Les quatre périodes sont d’après cet auteur : 1865-1907 (le début), 1907-1918 (les conséquences de la politique d’Albert Sarraut), 1918-1930 (le développement avec la présence de deux grands périodiques Dông Duong tap chi et Nam Phong) et 1930-1945, l’apogée avec le groupe littéraire Tu luc (Compter sur ses propres forces) et ses deux périodiques Phong hoa (Mœurs) et Ngay nay (Notre temps).

311.

Truong Vinh Ky (1837-1898), communément appelé Petrus Ky fut un savant catholique qui a apporté une contribution considérable et diversifiée au développement de la recherche et de la diffusion du savoir sur les cultures française et vietnamienne, ainsi qu’à celui de la langue et de la littérature vietnamienne en quôc ngu.

312.

Poste qui devait cumuler celui de directeur et de rédacteur en chef.

313.

Voir « Avis aux interprètes, secrétaires, instituteurs, etc » pour les encourager et les guider dans la rédaction « une fois toutes les semaines ou toutes les deux semaines de tout ce qui se passe sur place, tout ce qu’[ils] savent dans leur pays tels que des vols, cambriolages, des maladies, des accidents, des infortunes, des personnes attaquées et enlevées par des tigres ou des crocodiles, des incendies des marchés ou des maisons de particuliers, l’état des moissons, les métiers qui sont les plus prospères, etc.

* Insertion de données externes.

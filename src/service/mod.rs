//! Service - the entity orchestrator and its request/response envelope.
//!
//! ## Example
//!
//! ```ignore
//! use action_store::{ConfigRegistry, EntityService, Request};
//!
//! let registry = ConfigRegistry::from_file("entities.json")?;
//! let service = EntityService::builder(registry).build();
//! service.initialize();
//!
//! let response = service.process(&Request::read("alarms", "a1"));
//! assert!(response.success);
//! ```

mod entity_service;
mod envelope;

pub use entity_service::{EntityService, EntityServiceBuilder};
pub use envelope::{Action, ErrorBody, ErrorCode, Meta, Request, Response, ServiceError};
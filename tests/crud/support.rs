//! Test domain: an "alarms" entity wired to each storage backend.

use std::sync::Arc;

use action_store::driver::{InMemoryKeyValue, InMemoryObjectStore, InMemorySheet};
use action_store::{
    CacheHints, ConfigRegistry, DriverKind, EntityConfig, EntityService, FieldRule, FieldType,
    FileFormat, ManualClock, Schema, StorageConfig,
};
use serde_json::{Map, Value};
use tempfile::TempDir;

/// A ready-to-use service plus the clock driving it. The temp dir (for
/// filesystem backends) lives as long as the service.
pub struct TestService {
    pub service: EntityService,
    pub clock: ManualClock,
    _dir: Option<TempDir>,
}

pub fn alarm_schema() -> Schema {
    Schema::new()
        .field(
            "name",
            FieldRule {
                field_type: Some(FieldType::String),
                required: true,
                ..Default::default()
            },
        )
        .field(
            "severity",
            FieldRule {
                field_type: Some(FieldType::String),
                ..Default::default()
            },
        )
        .field(
            "status",
            FieldRule {
                field_type: Some(FieldType::String),
                ..Default::default()
            },
        )
}

fn registry(storage: StorageConfig) -> ConfigRegistry {
    let config = EntityConfig::new("alarms", alarm_schema(), storage).with_cache(CacheHints {
        ttl: 300,
        keys: None,
    });
    ConfigRegistry::new().with_entity(config)
}

fn finish(builder: action_store::service::EntityServiceBuilder, dir: Option<TempDir>) -> TestService {
    let clock = ManualClock::starting_now();
    let service = builder.clock(Arc::new(clock.clone())).build();
    service.initialize();
    TestService {
        service,
        clock,
        _dir: dir,
    }
}

pub fn filesystem_service(format: FileFormat) -> TestService {
    let dir = TempDir::new().unwrap();
    let mut storage = StorageConfig::new(DriverKind::Filesystem);
    storage.format = Some(format);
    let builder = EntityService::builder(registry(storage)).data_dir(dir.path());
    finish(builder, Some(dir))
}

pub fn localstorage_service() -> TestService {
    let storage = StorageConfig::new(DriverKind::LocalStorage);
    let builder = EntityService::builder(registry(storage))
        .key_value_backend(Arc::new(InMemoryKeyValue::new()));
    finish(builder, None)
}

pub fn indexeddb_service() -> TestService {
    let storage = StorageConfig::new(DriverKind::IndexedDb);
    let builder = EntityService::builder(registry(storage))
        .object_store_backend(Arc::new(InMemoryObjectStore::new()));
    finish(builder, None)
}

pub fn spreadsheet_service() -> TestService {
    let storage = StorageConfig::new(DriverKind::Spreadsheet);
    let builder =
        EntityService::builder(registry(storage)).sheet_client(Arc::new(InMemorySheet::new()));
    finish(builder, None)
}

/// Every backend, labeled for assertion messages.
pub fn all_backends() -> Vec<(&'static str, TestService)> {
    vec![
        ("filesystem-json", filesystem_service(FileFormat::Json)),
        ("filesystem-jsonl", filesystem_service(FileFormat::Jsonl)),
        ("filesystem-csv", filesystem_service(FileFormat::Csv)),
        ("localstorage", localstorage_service()),
        ("indexeddb", indexeddb_service()),
        ("spreadsheet", spreadsheet_service()),
    ]
}

pub fn data(value: Value) -> Map<String, Value> {
    match value {
        Value::Object(map) => map,
        _ => panic!("expected object"),
    }
}
//! ObjectStoreDriver - IndexedDB-style backend with per-record storage.
//!
//! Unlike the key-value driver, records live individually in an object store
//! keyed by id, behind [`ObjectStoreBackend`]. Outside a browser the
//! [`InMemoryObjectStore`] shim stands in; a driver constructed without a
//! backend fails `initialize` with `Unsupported`.

use std::collections::BTreeMap;
use std::sync::{Arc, RwLock};

use serde_json::Value;

use super::{DriverError, StorageDriver};
use crate::record::{Filters, Record};

/// Minimal object-store contract: per-record put/get/remove plus a full
/// scan of one store.
pub trait ObjectStoreBackend: Send + Sync {
    fn put(&self, store: &str, key: &str, value: &str) -> Result<(), DriverError>;
    fn get(&self, store: &str, key: &str) -> Result<Option<String>, DriverError>;
    fn remove(&self, store: &str, key: &str) -> Result<bool, DriverError>;
    fn scan(&self, store: &str) -> Result<Vec<String>, DriverError>;
}

/// In-memory stand-in for a browser object store.
///
/// Keys are `"store/key"`; a BTreeMap keeps scans deterministic.
#[derive(Clone, Default)]
pub struct InMemoryObjectStore {
    items: Arc<RwLock<BTreeMap<String, String>>>,
}

impl InMemoryObjectStore {
    pub fn new() -> Self {
        Self::default()
    }

    fn composite(store: &str, key: &str) -> String {
        format!("{}/{}", store, key)
    }
}

impl ObjectStoreBackend for InMemoryObjectStore {
    fn put(&self, store: &str, key: &str, value: &str) -> Result<(), DriverError> {
        let mut items = self
            .items
            .write()
            .map_err(|_| DriverError::Io("object store lock poisoned".into()))?;
        items.insert(Self::composite(store, key), value.to_string());
        Ok(())
    }

    fn get(&self, store: &str, key: &str) -> Result<Option<String>, DriverError> {
        let items = self
            .items
            .read()
            .map_err(|_| DriverError::Io("object store lock poisoned".into()))?;
        Ok(items.get(&Self::composite(store, key)).cloned())
    }

    fn remove(&self, store: &str, key: &str) -> Result<bool, DriverError> {
        let mut items = self
            .items
            .write()
            .map_err(|_| DriverError::Io("object store lock poisoned".into()))?;
        Ok(items.remove(&Self::composite(store, key)).is_some())
    }

    fn scan(&self, store: &str) -> Result<Vec<String>, DriverError> {
        let items = self
            .items
            .read()
            .map_err(|_| DriverError::Io("object store lock poisoned".into()))?;
        let prefix = format!("{}/", store);
        Ok(items
            .iter()
            .filter(|(key, _)| key.starts_with(&prefix))
            .map(|(_, value)| value.clone())
            .collect())
    }
}

/// Object-store storage driver.
pub struct ObjectStoreDriver {
    backend: Option<Arc<dyn ObjectStoreBackend>>,
    store: String,
    key_field: String,
}

impl ObjectStoreDriver {
    /// A driver with no backend: `initialize` fails with `Unsupported`.
    pub fn detached(store: impl Into<String>, key_field: impl Into<String>) -> Self {
        Self {
            backend: None,
            store: store.into(),
            key_field: key_field.into(),
        }
    }

    pub fn with_backend(
        backend: Arc<dyn ObjectStoreBackend>,
        store: impl Into<String>,
        key_field: impl Into<String>,
    ) -> Self {
        Self {
            backend: Some(backend),
            store: store.into(),
            key_field: key_field.into(),
        }
    }

    fn backend(&self) -> Result<&Arc<dyn ObjectStoreBackend>, DriverError> {
        self.backend.as_ref().ok_or_else(|| {
            DriverError::Unsupported("no object-store backend available in this runtime".into())
        })
    }

    fn key_of<'a>(&self, record: &'a Record) -> Option<&'a str> {
        record.get(&self.key_field).and_then(Value::as_str)
    }

    fn load_all(&self) -> Result<Vec<Record>, DriverError> {
        self.backend()?
            .scan(&self.store)?
            .iter()
            .map(|text| serde_json::from_str(text).map_err(DriverError::from))
            .collect()
    }
}

impl StorageDriver for ObjectStoreDriver {
    fn initialize(&self) -> Result<(), DriverError> {
        // Nothing to create; probing the backend surfaces Unsupported early.
        self.backend()?.scan(&self.store)?;
        Ok(())
    }

    fn create(&self, record: Record) -> Result<Record, DriverError> {
        let backend = self.backend()?;
        let key = self
            .key_of(&record)
            .ok_or_else(|| DriverError::Serde(format!("record missing key field '{}'", self.key_field)))?
            .to_string();

        if backend.get(&self.store, &key)?.is_some() {
            return Err(DriverError::Duplicate { id: key });
        }

        let text = serde_json::to_string(&record)?;
        backend.put(&self.store, &key, &text)?;
        Ok(record)
    }

    fn read(&self, query: &Filters) -> Result<Option<Record>, DriverError> {
        // Point lookup when the query is exactly the key field.
        if query.len() == 1 {
            if let Some(id) = query.get(&self.key_field).and_then(Value::as_str) {
                return match self.backend()?.get(&self.store, id)? {
                    Some(text) => Ok(Some(serde_json::from_str(&text)?)),
                    None => Ok(None),
                };
            }
        }
        let records = self.load_all()?;
        Ok(records.into_iter().find(|r| r.matches(query)))
    }

    fn update(&self, id: &str, patch: &Record) -> Result<Record, DriverError> {
        let backend = self.backend()?;
        let text = backend
            .get(&self.store, id)?
            .ok_or_else(|| DriverError::NotFound { id: id.to_string() })?;
        let current: Record = serde_json::from_str(&text)?;

        let merged = current.apply_patch(patch.fields());
        backend.put(&self.store, id, &serde_json::to_string(&merged)?)?;
        Ok(merged)
    }

    fn delete(&self, id: &str) -> Result<(), DriverError> {
        if self.backend()?.remove(&self.store, id)? {
            Ok(())
        } else {
            Err(DriverError::NotFound { id: id.to_string() })
        }
    }

    fn list(&self, filters: &Filters) -> Result<Vec<Record>, DriverError> {
        let records = self.load_all()?;
        Ok(records.into_iter().filter(|r| r.matches(filters)).collect())
    }
}
//! Record — one persisted item of an entity.
//!
//! A record is a JSON object (field name → value). Every stored record
//! carries an opaque `id` plus `createdAt`/`updatedAt` ISO-8601 stamps.
//! Patching never mutates in place: [`Record::apply_patch`] returns a new
//! value so a copy held in the cache can never be aliased by a writer.

use serde::{Deserialize, Serialize};
use serde_json::{Map, Value};
use uuid::Uuid;

/// Reserved field carrying the record's unique id.
pub const ID_FIELD: &str = "id";
/// Reserved field carrying the creation timestamp.
pub const CREATED_AT_FIELD: &str = "createdAt";
/// Reserved field carrying the last-update timestamp.
pub const UPDATED_AT_FIELD: &str = "updatedAt";

/// Filter map: field name → exact-match value, AND-combined across fields.
pub type Filters = Map<String, Value>;

/// A single entity record.
#[derive(Debug, Clone, Default, PartialEq, Serialize, Deserialize)]
#[serde(transparent)]
pub struct Record(pub Map<String, Value>);

impl Record {
    pub fn new() -> Self {
        Record(Map::new())
    }

    /// Generate a new opaque record id. UUID v7 — time-ordered prefix,
    /// random suffix; collisions treated as negligible.
    pub fn new_id() -> String {
        Uuid::now_v7().to_string()
    }

    pub fn id(&self) -> Option<&str> {
        self.0.get(ID_FIELD).and_then(Value::as_str)
    }

    pub fn created_at(&self) -> Option<&str> {
        self.0.get(CREATED_AT_FIELD).and_then(Value::as_str)
    }

    pub fn updated_at(&self) -> Option<&str> {
        self.0.get(UPDATED_AT_FIELD).and_then(Value::as_str)
    }

    pub fn get(&self, field: &str) -> Option<&Value> {
        self.0.get(field)
    }

    pub fn set(&mut self, field: impl Into<String>, value: Value) {
        self.0.insert(field.into(), value);
    }

    pub fn contains(&self, field: &str) -> bool {
        self.0.contains_key(field)
    }

    pub fn fields(&self) -> &Map<String, Value> {
        &self.0
    }

    /// Merge `patch` over this record, returning a new record. Fields absent
    /// from the patch retain their prior values.
    pub fn apply_patch(&self, patch: &Map<String, Value>) -> Record {
        let mut merged = self.0.clone();
        for (field, value) in patch {
            merged.insert(field.clone(), value.clone());
        }
        Record(merged)
    }

    /// Exact-match equality per filter field, AND-combined. An empty filter
    /// map matches everything.
    pub fn matches(&self, filters: &Filters) -> bool {
        filters
            .iter()
            .all(|(field, expected)| self.0.get(field) == Some(expected))
    }
}

impl From<Map<String, Value>> for Record {
    fn from(map: Map<String, Value>) -> Self {
        Record(map)
    }
}

impl From<Record> for Value {
    fn from(record: Record) -> Self {
        Value::Object(record.0)
    }
}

En somme, raconter les faits nouveaux et étranges dans le journal pour informer les gens. », Gia Dinh bao, n° 11, 8/4/1870, cité par BUI DUC TINH, Nhung buoc dâu cua bao chi, truyên ngan, tiêu thuyêt va tho moi, 1865-1932 (Les premiers pas de la presse , des nouvelles, des romans et de la nouvelle poésie, 1865-1932), Thanh phô Hô Chi Minh, Ho Chi Minh Ville, 3ème éd. 2002, 321 p., p. 48-49

314.

Phan Yên est un autre nom de Gia Dinh, qui désigne non seulement la province la plus importante du Sud mais aussi par extension toute la Cochinchine. Le journal de Phan Yên avait comme rédacteur Diêp Van Cuong. Originaire de Cao Lanh, Sa Dec, Cuong fut l’un des premiers jeunes boursiers vietnamiens ayant fait ses études à Alger dans la même promotion que Nguyên Trong Quan, auteur du premier roman en quôc ngu . Il se fera connaître dans les périodes ultérieures comme un des plus grands journalistes de l’époque. Le journal a eu une vie éphémère car il a ouvertement critiqué la politique coloniale. Voir Huynh Van Tong, La presse vietnamienne…, op. cit. p. 70.

315.

Le premier numéro de Nông cô min dam (Causerie sur l’agriculture et le commerce) a paru le 11/8/1901 et le dernier numéro le 4/11/1924. Son Directeur est le Français Canavaggio, son premier rédacteur en chef Luong Khac Ninh, qui après plusieurs successeurs fut définitivement remplacé par Nguyên Chanh Sat. Celui-ci remplacera aussi Canavaggio à sa mort en 1922. Voir Huynh Van Tong, op. cit. p. 71-72 et Bui Duc Tinh, op. cit. p. 32, 46-47, 56-78. Nous suivons ici la date soutenue par Bui Duc Tinh quant au remplacement de Canavaggio. Nguyên Chanh Sat fait partie de la première génération des romanciers du Sud, dont nous reparlerons.

316.

Le premier numéro de Luc tinh tân van (Gazette de Cochinchine) date du 15/11/1907 et le périodique vivra jusqu’en 1944. Parmi ses rédacteurs en chef, on peut noter le brillant journaliste Diêp Van Ky et le romancier non moins talentueux Le Hoang Muu. Voir Huynh Van Tong, op. cit. p. 73-74 et Bui Duc Tinh, op. cit. p. 32, 79-124. Nous suivons ici Huynh Van Tong pour la date de parution du n° 1.

317.

Voir notamment Bui Duc Tinh, op. cit. p. 33-35.

318.

Comme le précédent né de l’initiative d’Albert Sarraut, ce périodique a été confié directement à Louis Marty, Chef du 2ème Bureau du gouvernement colonial. Revue encyclopédique dont le rédacteur en chef fut Pham Quynh, une grande figure de lettré érudit et de partisan convaincu du progrès via la colonisation, Nam Phong a apporté une contribution importante à l’évolution culturelle vietnamienne comme à l’affinement du quôc ngu et des nouveaux genres littéraires.